» What you have to do
Reproduce the first line of the entries that follow and each later line, word for word, ending with the one containing "state and configuration".

• • • • • • •

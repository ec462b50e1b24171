// Projection - Display-ready view of the sequencer
// Derived from state + configuration on every read, never cached

use super::program::{Phase, SEQUENCE_TABLE, SequenceStep, step_at};
use super::state::SequencerState;
use crate::config::Configuration;

/// Snapshot handed to display subscribers
#[derive(Debug, Clone, PartialEq, Eq)]
pub struct Projection {
    pub is_running: bool,
    pub phase: Phase,
    pub remaining_ticks_in_phase: u32,
    pub sequence_index: usize,
    pub step_index: usize,
    /// Channel at the current position
    pub step: SequenceStep,
    pub repeats_remaining: u32,
    pub total_session_ticks: u64,
}

impl Projection {
    /// Derive the projection from raw state and configuration
    pub fn compute(state: &SequencerState, config: &Configuration) -> Self {
        Self {
            is_running: state.is_running,
            phase: state.phase,
            remaining_ticks_in_phase: config
                .duration(state.phase)
                .saturating_sub(state.ticks_elapsed_in_phase),
            sequence_index: state.sequence_index,
            step_index: state.step_index,
            step: step_at(state.sequence_index, state.step_index).unwrap_or(SequenceStep::Nose),
            repeats_remaining: config.repeat_count().saturating_sub(state.repeats_completed),
            total_session_ticks: total_session_ticks(config),
        }
    }

    /// Whether the breathing channel should be highlighted
    pub fn channel_active(&self) -> bool {
        self.is_running && self.phase != Phase::Rest
    }
}

/// Length of the whole program in ticks
pub fn total_session_ticks(config: &Configuration) -> u64 {
    config
        .timing
        .cycle_ticks()
        .saturating_mul(u64::from(config.repeat_count()))
        .saturating_mul(SEQUENCE_TABLE.len() as u64)
}

#[cfg(test)]
mod tests {
    use super::*;
    use crate::config::{MAX_PHASE_TICKS, MAX_REPEAT_COUNT, PhaseDurations};

    #[test]
    fn test_idle_projection() {
        let config = Configuration::default();
        let projection = Projection::compute(&SequencerState::idle(), &config);

        assert!(!projection.is_running);
        assert_eq!(projection.phase, Phase::Rest);
        assert_eq!(projection.remaining_ticks_in_phase, 10);
        assert_eq!(projection.repeats_remaining, 7);
        assert_eq!(projection.step, SequenceStep::Nose);
        // 40 ticks per breath * 7 repeats * 9 sequences
        assert_eq!(projection.total_session_ticks, 2520);
    }

    #[test]
    fn test_projection_follows_configuration() {
        let mut config = Configuration::default();
        let state = SequencerState {
            phase: Phase::Hold,
            ticks_elapsed_in_phase: 2,
            sequence_index: 2,
            step_index: 1,
            repeats_completed: 3,
            is_running: true,
        };

        config.timing = PhaseDurations { rest: 1, inhale: 2, hold: 5, exhale: 4 };
        config.repeat_count_per_step = 4;
        let projection = Projection::compute(&state, &config);

        assert_eq!(projection.remaining_ticks_in_phase, 3);
        assert_eq!(projection.repeats_remaining, 1);
        assert_eq!(projection.step, SequenceStep::Mouth);
        assert_eq!(projection.total_session_ticks, 12 * 4 * 9);
        assert!(projection.channel_active());
    }

    #[test]
    fn test_projection_saturates_on_shrunk_configuration() {
        let mut config = Configuration::default();
        config.timing.rest = 2;
        config.repeat_count_per_step = 1;
        let state = SequencerState {
            ticks_elapsed_in_phase: 5,
            repeats_completed: 4,
            is_running: true,
            ..SequencerState::default()
        };

        let projection = Projection::compute(&state, &config);
        assert_eq!(projection.remaining_ticks_in_phase, 0);
        assert_eq!(projection.repeats_remaining, 0);
    }

    #[test]
    fn test_total_ticks_with_unnormalized_extremes() {
        let config = Configuration {
            timing: PhaseDurations::uniform(u32::MAX),
            repeat_count_per_step: u32::MAX,
            ..Configuration::default()
        };

        let expected = 4 * u64::from(MAX_PHASE_TICKS) * u64::from(MAX_REPEAT_COUNT) * 9;
        assert_eq!(total_session_ticks(&config), expected);
    }
}
// Program - Breathing phases, channels and the fixed exercise table
// The table defines the order in which nose/mouth patterns are practiced

use serde::{Deserialize, Serialize};
use std::fmt;

/// One quarter-cycle of a breath
#[derive(Debug, Clone, Copy, PartialEq, Eq, Hash, PartialOrd, Ord, Serialize, Deserialize)]
#[serde(rename_all = "lowercase")]
pub enum Phase {
    Rest,
    Inhale,
    Hold,
    Exhale,
}

impl Phase {
    /// All phases in cycle order
    pub const ALL: [Phase; 4] = [Phase::Rest, Phase::Inhale, Phase::Hold, Phase::Exhale];

    /// Next phase in cycle order (exhale wraps to rest)
    pub fn next(self) -> Self {
        match self {
            Phase::Rest => Phase::Inhale,
            Phase::Inhale => Phase::Hold,
            Phase::Hold => Phase::Exhale,
            Phase::Exhale => Phase::Rest,
        }
    }

    /// Inhale and exhale consume a step of the current sequence
    pub fn is_active(self) -> bool {
        matches!(self, Phase::Inhale | Phase::Exhale)
    }

    pub fn label(self) -> &'static str {
        match self {
            Phase::Rest => "rest",
            Phase::Inhale => "in",
            Phase::Hold => "hold",
            Phase::Exhale => "out",
        }
    }
}

impl Default for Phase {
    fn default() -> Self {
        Phase::Rest
    }
}

impl fmt::Display for Phase {
    fn fmt(&self, f: &mut fmt::Formatter<'_>) -> fmt::Result {
        f.write_str(self.label())
    }
}

/// Breathing channel used during an active phase
#[derive(Debug, Clone, Copy, PartialEq, Eq, Hash, Serialize, Deserialize)]
#[serde(rename_all = "lowercase")]
pub enum SequenceStep {
    Nose,
    Mouth,
}

impl SequenceStep {
    pub fn label(self) -> &'static str {
        match self {
            SequenceStep::Nose => "nose",
            SequenceStep::Mouth => "mouth",
        }
    }
}

impl fmt::Display for SequenceStep {
    fn fmt(&self, f: &mut fmt::Formatter<'_>) -> fmt::Result {
        f.write_str(self.label())
    }
}

/// Ordered breathing channels practiced as one pattern
pub type Sequence = &'static [SequenceStep];

use SequenceStep::{Mouth, Nose};

/// The complete exercise program, in practice order
pub const SEQUENCE_TABLE: [Sequence; 9] = [
    &[Nose, Nose],
    &[Nose, Mouth],
    &[Mouth, Mouth],
    &[Nose, Mouth],
    &[Mouth, Mouth],
    &[Nose, Nose],
    &[Mouth, Mouth],
    &[Nose, Nose],
    &[Nose, Mouth],
];

/// Number of steps in each sequence of the table
pub const STEPS_PER_SEQUENCE: usize = 2;

/// Channel at the given sequence/step position, if it exists
pub fn step_at(sequence_index: usize, step_index: usize) -> Option<SequenceStep> {
    SEQUENCE_TABLE
        .get(sequence_index)
        .and_then(|sequence| sequence.get(step_index))
        .copied()
}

• • • • • • •

» Result of the exercise
repository ec462b50e1b24171
// Projection - Display-ready view of the sequencer
// Derived from state + configuration on every read, never cached

use super::program::{Phase, SEQUENCE_TABLE, SequenceStep, step_at};
use super::state::SequencerState;
use crate::config::Configuration;

/// Snapshot handed to display subscribers
#[derive(Debug, Clone, PartialEq, Eq)]
pub struct Projection {
    pub is_running: bool,
    pub phase: Phase,
    pub remaining_ticks_in_phase: u32,
    pub sequence_index: usize,
    pub step_index: usize,
    /// Channel at the current position
    pub step: SequenceStep,
    pub repeats_remaining: u32,
    pub total_session_ticks: u64,
}

impl Projection {
    /// Derive the projection from raw state and configuration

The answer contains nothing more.